(Exercise details): Look through the data below. Show each line where the string "exists" occurs.

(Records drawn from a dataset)
//! Hardware inventory access.
//!
//! The DHCP handler and the iPXE script renderer only ever see the
//! [`BackendReader`] trait; the concrete store behind it is chosen at
//! startup.

pub mod file;

use std::collections::HashMap;
use std::net::{IpAddr, Ipv4Addr};

use async_trait::async_trait;
use macaddr::MacAddr6;
use thiserror::Error;

/// Default DHCP lease time in seconds when a record does not set one.
pub const DEFAULT_LEASE_TIME: u32 = 3600;

#[derive(Error, Debug)]
pub enum BackendError {
    #[error("failed to read inventory {path}: {source}")]
    Read {
        path: String,
        source: std::io::Error,
    },

    #[error("failed to parse inventory {path}: {source}")]
    Parse {
        path: String,
        source: serde_yaml::Error,
    },

    #[error("invalid record for {mac}: {message}")]
    InvalidRecord { mac: String, message: String },

    #[error("duplicate MAC {0} in inventory")]
    DuplicateMac(String),
}

/// Netboot policy for one machine.
#[derive(Debug, Clone, Default)]
pub struct Netboot {
    /// Gate for the whole boot chain. When false the DHCP handler stays
    /// silent for this client and the script endpoint returns 403.
    pub allow_pxe: bool,
    /// Per-machine override for the iPXE script URL (used verbatim).
    pub ipxe_script_url: Option<String>,
}

/// Per-machine override for the OSIE image location.
#[derive(Debug, Clone)]
pub struct Osie {
    pub base_url: String,
}

/// One known machine, keyed by MAC.
///
/// The inventory owns these; the service only reads them.
#[derive(Debug, Clone)]
pub struct HardwareRecord {
    pub mac: MacAddr6,
    pub ip: Ipv4Addr,
    pub netmask: Ipv4Addr,
    pub gateway: Option<Ipv4Addr>,
    pub nameservers: Vec<Ipv4Addr>,
    pub hostname: Option<String>,
    pub domain: Option<String>,
    pub lease_time: u32,
    pub vlan_id: Option<u16>,
    pub netboot: Netboot,
    pub osie: Option<Osie>,
    pub facility: Option<String>,
    pub metadata: HashMap<String, String>,
}

/// Read-only inventory lookups.
///
/// A miss is `Ok(None)`, never an error; errors mean the store itself
/// failed. Implementations must be safe for concurrent callers. Callers
/// bound each lookup with a deadline (`tokio::time::timeout`).
#[async_trait]
pub trait BackendReader: Send + Sync {
    async fn get_by_mac(&self, mac: MacAddr6) -> Result<Option<HardwareRecord>, BackendError>;

    async fn get_by_ip(&self, ip: IpAddr) -> Result<Option<HardwareRecord>, BackendError>;
}

/// Normalize a MAC address string to lowercase colon form.
pub fn normalize_mac(mac: &str) -> String {
    mac.trim().replace('-', ":").to_lowercase()
}

/// Parse a MAC address in colon or hyphen form.
pub fn parse_mac(mac: &str) -> Option<MacAddr6> {
    let normalized = normalize_mac(mac);
    let parts: Vec<&str> = normalized.split(':').collect();
    if parts.len() != 6 {
        return None;
    }

    let mut octets = [0u8; 6];
    for (i, part) in parts.iter().enumerate() {
        if part.len() != 2 {
            return None;
        }
        octets[i] = u8::from_str_radix(part, 16).ok()?;
    }

    Some(MacAddr6::new(
        octets[0], octets[1], octets[2], octets[3], octets[4], octets[5],
    ))
}

#[cfg(test)]
mod tests {
    use super::*;

    #[test]
    fn test_parse_mac_colon() {
        assert_eq!(
            parse_mac("aa:bb:cc:dd:ee:ff"),
            Some(MacAddr6::new(0xaa, 0xbb, 0xcc, 0xdd, 0xee, 0xff))
        );
    }

    #[test]
    fn test_parse_mac_hyphen() {
        assert_eq!(
            parse_mac("AA-BB-CC-DD-EE-01"),
            Some(MacAddr6::new(0xaa, 0xbb, 0xcc, 0xdd, 0xee, 0x01))
        );
    }

    #[test]
    fn test_parse_mac_invalid() {
        assert_eq!(parse_mac("not-a-mac"), None);
        assert_eq!(parse_mac("aa:bb:cc:dd:ee"), None);
        assert_eq!(parse_mac("aa:bb:cc:dd:ee:gg"), None);
        assert_eq!(parse_mac(""), None);
    }

    #[test]
    fn test_normalize_mac() {
        assert_eq!(normalize_mac("AA-BB-CC-DD-EE-FF"), "aa:bb:cc:dd:ee:ff");
        assert_eq!(normalize_mac(" aa:bb:cc:dd:ee:ff "), "aa:bb:cc:dd:ee:ff");
    }
}
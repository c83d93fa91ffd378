//! Pure Rust reader and filter for NODC OCL (World Ocean Database) station
//! profile data.
//!
//! OCL files hold oceanographic "stations": one measurement event at a
//! location and time with a depth-indexed set of variables (temperature,
//! salinity, ...). The format is a self-describing ASCII digit stream in
//! which every field declares its own byte length, so it can only be read
//! strictly sequentially. This crate decodes one station at a time, applies
//! caller-supplied filter criteria early enough to skip the bulk of rejected
//! stations' bytes, and reconciles an authoritative bottom depth from the
//! secondary header, an optional bathymetry side-channel, and the deepest
//! profile level.
//!
//! # Decoding a single station
//!
//! ```
//! use std::io::Cursor;
//! use oclfilt_rs::{decode_station, Criteria, DecodeOptions, DepthSource, Outcome};
//!
//! // One observed-level station: a single level at 55.0 m with one
//! // temperature value, and a secondary-header bottom depth.
//! let data = concat!(
//!     "278",                    // declared total byte count
//!     "17",                     // native station number 7
//!     "90",                     // country code
//!     "3123",                   // cruise number 123
//!     "19880615",               // 1988-06-15
//!     "331125",                 // time 12.5 h
//!     "4424725",                // latitude 47.25
//!     "551-1225",               // longitude -122.5
//!     "11",                     // one level
//!     "0",                      // observed-level station
//!     "01",                     // one variable column
//!     "110",                    // variable code 1 (Temp), error code 0
//!     "-",                      // no character/PI block
//!     "211", "11", "210331550", // secondary header: code 10 = 55.0 m
//!     "-",                      // no biological block
//!     "3315500",                // level depth 55.0, error 0
//!     "3327500",                // temperature 7.5, error 0
//!     "\n",
//! );
//!
//! let mut input = Cursor::new(data.as_bytes());
//! let outcome = decode_station(
//!     &mut input,
//!     0,
//!     &DecodeOptions::default(),
//!     &Criteria::default(),
//!     None,
//! )?;
//!
//! let Outcome::Decoded { station, flags } = outcome else { unreachable!() };
//! assert!(flags.pass());
//! assert_eq!(station.station_number, 7);
//! assert_eq!((station.year, station.month, station.day), (1988, 6, 15));
//! assert_eq!((station.lat, station.lon), (47.25, -122.5));
//! assert_eq!(station.levels.len(), 1);
//! assert_eq!(station.levels[0].values[0].value, 7.5);
//!
//! let bottom = station.bottom_depth.unwrap();
//! assert_eq!(bottom.value, 55.0);
//! assert_eq!(bottom.source, DepthSource::Header);
//! # Ok::<(), oclfilt_rs::OclError>(())
//! ```
//!
//! # Iterating and filtering a stream
//!
//! ```
//! use std::io::Cursor;
//! use oclfilt_rs::{Criteria, Outcome, StationReader};
//!
//! # let station = concat!(
//! #     "278", "17", "90", "3123", "19880615", "331125", "4424725",
//! #     "551-1225", "11", "0", "01", "110", "-", "211", "11", "210331550",
//! #     "-", "3315500", "3327500", "\n",
//! # );
//! // Two back-to-back stations.
//! let data = format!("{station}{station}");
//! let criteria = Criteria::new().with_years(1976, 1990);
//!
//! let mut accepted = 0;
//! for result in StationReader::new(Cursor::new(data)).with_criteria(criteria) {
//!     if let Outcome::Decoded { station, flags } = result? {
//!         if flags.pass() {
//!             accepted += 1;
//!             assert_eq!(station.year, 1988);
//!         }
//!     }
//! }
//! assert_eq!(accepted, 2);
//! # Ok::<(), oclfilt_rs::OclError>(())
//! ```

pub mod bathy;
pub mod codes;
pub mod decode;
pub mod depth;
pub mod error;
pub mod field;
pub mod filter;
pub mod reader;
pub mod station;

pub use bathy::{BathyReader, BathyRecord};
pub use decode::{decode_station, DecodeOptions, Outcome, MAX_LEVELS};
pub use depth::{BottomDepth, DepthSource};
pub use error::{OclError, Result};
pub use field::{ByteBudget, FieldCursor};
pub use filter::{Criteria, FilterFlags, Region, WmoSquare};
pub use reader::StationReader;
pub use station::{ProfileLevel, SecHeaderEntry, Station, StationType, VarValue, VariableColumn};
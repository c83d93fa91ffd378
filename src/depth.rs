//! Bottom-depth reconciliation.
//!
//! A station's bottom depth can come from up to three conflicting sources:
//! a secondary-header entry (code 10), the bathymetry side-channel, and the
//! deepest decoded profile level. Reconciliation runs in two passes: a
//! preliminary pass after the secondary header (so early-terminated stations
//! still get a depth), and a final pass after the profile that guarantees the
//! selection is never shallower than the deepest retained level.

use std::fmt;

use crate::bathy;
use crate::station::SecHeaderEntry;

/// Secondary-header code carrying the recorded bottom depth.
pub const BOTTOM_DEPTH_CODE: i64 = 10;

/// Largest tolerated disagreement, in meters, between a header bottom depth
/// and the bathymetry database value before the database wins.
pub const HEADER_DB_TOLERANCE: f64 = 80.0;

/// Where an authoritative bottom depth came from.
#[derive(Debug, Clone, Copy, PartialEq, Eq)]
pub enum DepthSource {
    /// Secondary-header entry (code 10).
    Header,
    /// Bathymetry database side-channel.
    Database,
    /// Deepest retained profile level.
    Profile,
}

impl fmt::Display for DepthSource {
    fn fmt(&self, f: &mut fmt::Formatter<'_>) -> fmt::Result {
        match self {
            Self::Header => write!(f, "header"),
            Self::Database => write!(f, "database"),
            Self::Profile => write!(f, "profile"),
        }
    }
}

/// Selected bottom depth and its provenance.
#[derive(Debug, Clone, Copy, PartialEq)]
pub struct BottomDepth {
    pub value: f64,
    pub source: DepthSource,
}

impl BottomDepth {
    fn header(value: f64) -> Self {
        Self {
            value,
            source: DepthSource::Header,
        }
    }

    fn database(value: f64) -> Self {
        Self {
            value,
            source: DepthSource::Database,
        }
    }

    fn profile(value: f64) -> Self {
        Self {
            value,
            source: DepthSource::Profile,
        }
    }
}

/// Pass 1, before the profile is read.
///
/// Prefers the last secondary-header bottom-depth entry. When a bathymetry
/// value exists and the station sits inside the database's covered latitude
/// band, the database value wins if no header value exists or if the two
/// disagree by more than [`HEADER_DB_TOLERANCE`].
pub fn resolve_preliminary(
    sec_header: &[SecHeaderEntry],
    database_depth: Option<f64>,
    lat: f64,
) -> Option<BottomDepth> {
    let mut decision = sec_header
        .iter()
        .filter(|entry| entry.code == BOTTOM_DEPTH_CODE)
        .next_back()
        .map(|entry| BottomDepth::header(entry.value));

    if let Some(db) = database_depth {
        if bathy::within_covered_band(lat) {
            let disagrees = match &decision {
                Some(current) if current.source == DepthSource::Header => {
                    (current.value - db).abs() > HEADER_DB_TOLERANCE
                }
                _ => true,
            };
            if disagrees {
                decision = Some(BottomDepth::database(db));
            }
        }
    }

    decision
}

/// Pass 2, after at least one profile level was decoded.
///
/// `deepest` is the depth of the deepest retained level. A selection
/// shallower than the profile is replaced: a too-shallow header value falls
/// back to the database (when available and not itself shallower), otherwise
/// to the profile; a too-shallow database value falls back to the profile.
/// The header is checked before the database when both are candidates.
pub fn resolve_final(
    current: Option<BottomDepth>,
    database_depth: Option<f64>,
    deepest: f64,
) -> Option<BottomDepth> {
    match current {
        None => Some(BottomDepth::profile(deepest)),
        Some(bottom) if bottom.source == DepthSource::Header && bottom.value < deepest => {
            match database_depth {
                Some(db) if db < deepest => Some(BottomDepth::profile(deepest)),
                Some(db) => Some(BottomDepth::database(db)),
                None => Some(BottomDepth::profile(deepest)),
            }
        }
        Some(bottom) if bottom.source == DepthSource::Database && bottom.value < deepest => {
            Some(BottomDepth::profile(deepest))
        }
        keep => keep,
    }
}
use criterion::{black_box, criterion_group, criterion_main, Criterion, Throughput};
use oclfilt_rs::{DecodeOptions, Outcome, StationReader};
use std::io::Cursor;

fn vint(value: i64) -> String {
    let digits = value.to_string();
    format!("{}{}", digits.len(), digits)
}

fn vfloat(value: f64, precision: u32) -> String {
    let digits = ((value * 10f64.powi(precision as i32)).round() as i64).to_string();
    format!("{}{}{}{}", digits.len(), digits.len(), precision, digits)
}

/// Encode one synthetic observed station with the given number of levels.
fn make_station(station_number: i64, levels: usize) -> String {
    let mut body = String::new();
    body += &vint(station_number);
    body += "90";
    body += &vint(4321);
    body += "19880615";
    body += &vfloat(12.5, 2);
    body += &vfloat(47.25, 4);
    body += &vfloat(-122.5, 4);
    body += &vint(levels as i64);
    body += "0";
    body += "02";
    for code in [1i64, 2] {
        body += &vint(code);
        body += "0";
    }
    body += "-"; // character/PI block

    // Secondary header with a bottom depth, so header-only decoding can
    // actually skip the profile.
    let sec = format!("{}{}{}", vint(1), vint(10), vfloat(300.0, 1));
    body += &vint(sec.len() as i64);
    body += &sec;

    body += "-"; // biological header
    for i in 0..levels {
        body += &vfloat(i as f64 * 5.0, 1);
        body += "0";
        body += &vfloat(10.0 + i as f64 * 0.01, 2);
        body += "0";
        body += &vfloat(34.0 + i as f64 * 0.001, 3);
        body += "0";
    }

    // The leading field counts the whole station including itself.
    let body_len = body.len() as i64;
    let mut total = body_len + 2;
    while total != body_len + 1 + total.to_string().len() as i64 {
        total += 1;
    }
    format!("{}{}\n", vint(total), body)
}

fn make_stream(stations: usize, levels: usize) -> String {
    (0..stations).map(|i| make_station(i as i64, levels)).collect()
}

fn bench_decode(c: &mut Criterion) {
    let stream = make_stream(100, 50);

    let mut group = c.benchmark_group("decode");
    group.throughput(Throughput::Elements(100));

    group.bench_function("full/100sta/50lvl", |b| {
        b.iter(|| {
            let count = StationReader::new(Cursor::new(black_box(stream.as_bytes())))
                .filter(|r| matches!(r, Ok(Outcome::Decoded { .. })))
                .count();
            assert_eq!(count, 100);
        })
    });

    group.bench_function("header_only/100sta/50lvl", |b| {
        b.iter(|| {
            let count = StationReader::new(Cursor::new(black_box(stream.as_bytes())))
                .with_options(DecodeOptions::new().without_profile())
                .filter(|r| matches!(r, Ok(Outcome::Decoded { .. })))
                .count();
            assert_eq!(count, 100);
        })
    });

    group.bench_function("skip_to_last/100sta/50lvl", |b| {
        b.iter(|| {
            let count = StationReader::new(Cursor::new(black_box(stream.as_bytes())))
                .with_options(DecodeOptions::new().with_skip_to(99))
                .filter(|r| matches!(r, Ok(Outcome::Decoded { .. })))
                .count();
            assert_eq!(count, 1);
        })
    });

    group.finish();
}

criterion_group!(benches, bench_decode);
criterion_main!(benches);
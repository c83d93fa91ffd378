//! Decode one OCL station from a stream.
//!
//! [`decode_station`] is the core state machine. It reads the header fields
//! in their fixed order, evaluates the caller's filter criteria as soon as
//! enough of the header is in hand, and only decodes the (potentially large)
//! profile payload when the station both passes the filters and the profile
//! is actually wanted. Whatever path is taken, the remaining declared bytes
//! are discarded as an opaque run so the stream is realigned on the next
//! station.
//!
//! For driving a whole file, see [`StationReader`](crate::StationReader).

use std::io::BufRead;

use tracing::warn;

use crate::bathy::BathyReader;
use crate::codes::STANDARD_LEVEL_DEPTHS;
use crate::depth::{resolve_final, resolve_preliminary};
use crate::field::FieldCursor;
use crate::filter::{Criteria, FilterFlags};
use crate::station::{ProfileLevel, SecHeaderEntry, Station, StationType, VarValue, VariableColumn};
use crate::Result;

/// Default cap on decoded profile levels per station. Observed-level WOD
/// casts run to a few thousand levels; standard-level casts to 40.
pub const MAX_LEVELS: usize = 6000;

/// Per-call decode controls (distinct from filter [`Criteria`]).
#[derive(Debug, Clone, Copy, PartialEq, Eq)]
pub struct DecodeOptions {
    /// Whether the caller wants profile data at all. Even when false, the
    /// profile is still read if the bottom depth is otherwise unresolved.
    pub want_profile: bool,
    /// Skip-ahead target: stations with a smaller ordinal are skipped after
    /// only their two leading fields are read.
    pub skip_to: Option<u64>,
    /// Cap on decoded levels; beyond it the profile is truncated with a
    /// diagnostic, never an error.
    pub max_levels: usize,
}

impl Default for DecodeOptions {
    fn default() -> Self {
        Self {
            want_profile: true,
            skip_to: None,
            max_levels: MAX_LEVELS,
        }
    }
}

impl DecodeOptions {
    pub fn new() -> Self {
        Self::default()
    }

    /// Only read header data; skip profiles wherever the bottom depth is
    /// already resolved.
    pub fn without_profile(mut self) -> Self {
        self.want_profile = false;
        self
    }

    pub fn with_skip_to(mut self, ordinal: u64) -> Self {
        self.skip_to = Some(ordinal);
        self
    }

    pub fn with_max_levels(mut self, max_levels: usize) -> Self {
        self.max_levels = max_levels;
        self
    }
}

/// Result of one [`decode_station`] call.
#[derive(Debug, Clone, PartialEq)]
pub enum Outcome {
    /// The station was decoded (fully, or header-only when a filter cut it).
    /// `flags` is the filter evaluation; callers must check
    /// [`FilterFlags::pass`] before using the station.
    Decoded {
        station: Station,
        flags: FilterFlags,
    },
    /// A station before the skip-ahead target; only its byte count and
    /// native number were read.
    Skipped,
}

/// Decode one station from `input`.
///
/// `ordinal` is the station's 0-based position in the file, maintained by
/// the caller's loop. When `bathy` is supplied, exactly one bathymetry
/// record is consumed regardless of the decode outcome, keeping the two
/// streams in lockstep.
///
/// Errors are fatal for the whole run: the stream is unseekable and strictly
/// sequential, so there is no per-station recovery.
pub fn decode_station<R: BufRead>(
    input: &mut R,
    ordinal: u64,
    options: &DecodeOptions,
    criteria: &Criteria,
    mut bathy: Option<&mut BathyReader>,
) -> Result<Outcome> {
    let mut cur = FieldCursor::new(input);
    let mut station = Station::new(ordinal);

    // The first field declares the station's total content byte count and
    // initializes the byte budget.
    station.total_bytes = cur.varlen_int()?.unwrap_or(0);
    station.station_number = cur.varlen_int()?.unwrap_or(-1);

    if let Some(target) = options.skip_to {
        if ordinal < target {
            cur.skip_to_next_station()?;
            if let Some(bathy) = bathy {
                bathy.next_record()?;
            }
            return Ok(Outcome::Skipped);
        }
    }

    station.country_code = cur.fixed_int(2)?.unwrap_or(-1);
    station.cruise_number = cur.varlen_int()?.unwrap_or(-1);
    station.year = cur.fixed_int(4)?.unwrap_or(-1);
    station.month = cur.fixed_int(2)?.unwrap_or(-1);
    station.day = cur.fixed_int(2)?.unwrap_or(-1);
    station.time = cur.varlen_float()?.unwrap_or(f64::NAN);
    station.lat = cur.varlen_float()?.unwrap_or(f64::NAN);
    station.lon = cur.varlen_float()?.unwrap_or(f64::NAN);
    station.declared_levels = cur.varlen_int()?.unwrap_or(0);
    station.station_type = match cur.fixed_int(1)? {
        Some(0) => StationType::Observed,
        _ => StationType::Standard,
    };

    let variable_count = cur.fixed_int(2)?.unwrap_or(0).max(0);
    station.variables.reserve(variable_count as usize);
    for _ in 0..variable_count {
        let code = cur.varlen_int()?.unwrap_or(-1);
        let err_code = cur.fixed_int(1)?.unwrap_or(0);
        station.variables.push(VariableColumn { code, err_code });
    }

    // Character/PI block: contents discarded byte-by-byte.
    if let Some(bytes) = cur.varlen_int()? {
        station.char_pi_bytes = bytes;
        cur.discard(bytes)?;
    }

    // Secondary header.
    if let Some(bytes) = cur.varlen_int()? {
        station.sec_header_bytes = bytes;
        let entries = cur.varlen_int()?.unwrap_or(0).max(0);
        station.sec_header.reserve(entries as usize);
        for _ in 0..entries {
            let code = cur.varlen_int()?.unwrap_or(-1);
            let value = cur.varlen_float()?.unwrap_or(f64::NAN);
            station.sec_header.push(SecHeaderEntry { code, value });
        }
    }

    // Bottom-depth pass 1. The paired bathymetry record is consumed here no
    // matter what the filters decide below.
    if let Some(bathy) = bathy.as_deref_mut() {
        station.database_depth = Some(bathy.next_record()?.depth);
    }
    station.bottom_depth =
        resolve_preliminary(&station.sec_header, station.database_depth, station.lat);

    let flags = criteria.evaluate(&station);

    // Even a header-only caller needs the profile when the bottom depth is
    // still unresolved: the deepest level is the last remaining source.
    let really_want_profile = options.want_profile || station.bottom_depth.is_none();

    if really_want_profile && flags.pass() {
        // Biological header: contents discarded like the character/PI block.
        if let Some(bytes) = cur.varlen_int()? {
            station.bio_header_bytes = bytes;
            cur.discard(bytes)?;
        }

        read_profile(&mut cur, &mut station, options)?;

        if let Some(deepest) = station.deepest_depth() {
            station.bottom_depth =
                resolve_final(station.bottom_depth.take(), station.database_depth, deepest);
        }
    }

    // Realign on the next station whichever path was taken.
    cur.skip_to_next_station()?;

    Ok(Outcome::Decoded { station, flags })
}

fn read_profile<R: BufRead>(
    cur: &mut FieldCursor<'_, R>,
    station: &mut Station,
    options: &DecodeOptions,
) -> Result<()> {
    let declared = station.declared_levels.max(0) as usize;
    if declared > options.max_levels {
        warn!(
            ordinal = station.ordinal,
            declared_levels = declared,
            max_levels = options.max_levels,
            "declared level count exceeds cap; profile truncated, bottom depth may be wrong"
        );
    }
    let retained = declared.min(options.max_levels);
    station.levels.reserve(retained);

    let mut table_overrun = false;
    for index in 0..retained {
        let (depth, depth_err) = match station.station_type {
            StationType::Observed => match cur.varlen_float()? {
                // A missing depth carries no trailing error digit.
                Some(depth) => (depth, cur.fixed_int(1)?.unwrap_or(0)),
                None => (f64::NAN, 0),
            },
            StationType::Standard => {
                let depth = STANDARD_LEVEL_DEPTHS.get(index).copied();
                if depth.is_none() {
                    table_overrun = true;
                }
                (depth.unwrap_or(f64::NAN), 0)
            }
        };

        let mut values = Vec::with_capacity(station.variables.len());
        for _ in 0..station.variables.len() {
            match cur.varlen_float()? {
                Some(value) => {
                    let err_code = cur.fixed_int(1)?.unwrap_or(0);
                    values.push(VarValue { value, err_code });
                }
                None => values.push(VarValue {
                    value: f64::NAN,
                    err_code: 0,
                }),
            }
        }

        station.levels.push(ProfileLevel {
            depth,
            depth_err,
            values,
        });
    }

    if table_overrun {
        warn!(
            ordinal = station.ordinal,
            declared_levels = declared,
            "standard-level station declares more levels than the canonical table; extra depths are NaN"
        );
    }

    Ok(())
}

(Response):
/// value exists and the station sits inside the database's covered latitude
/// band, the database value wins if no header value exists or if the two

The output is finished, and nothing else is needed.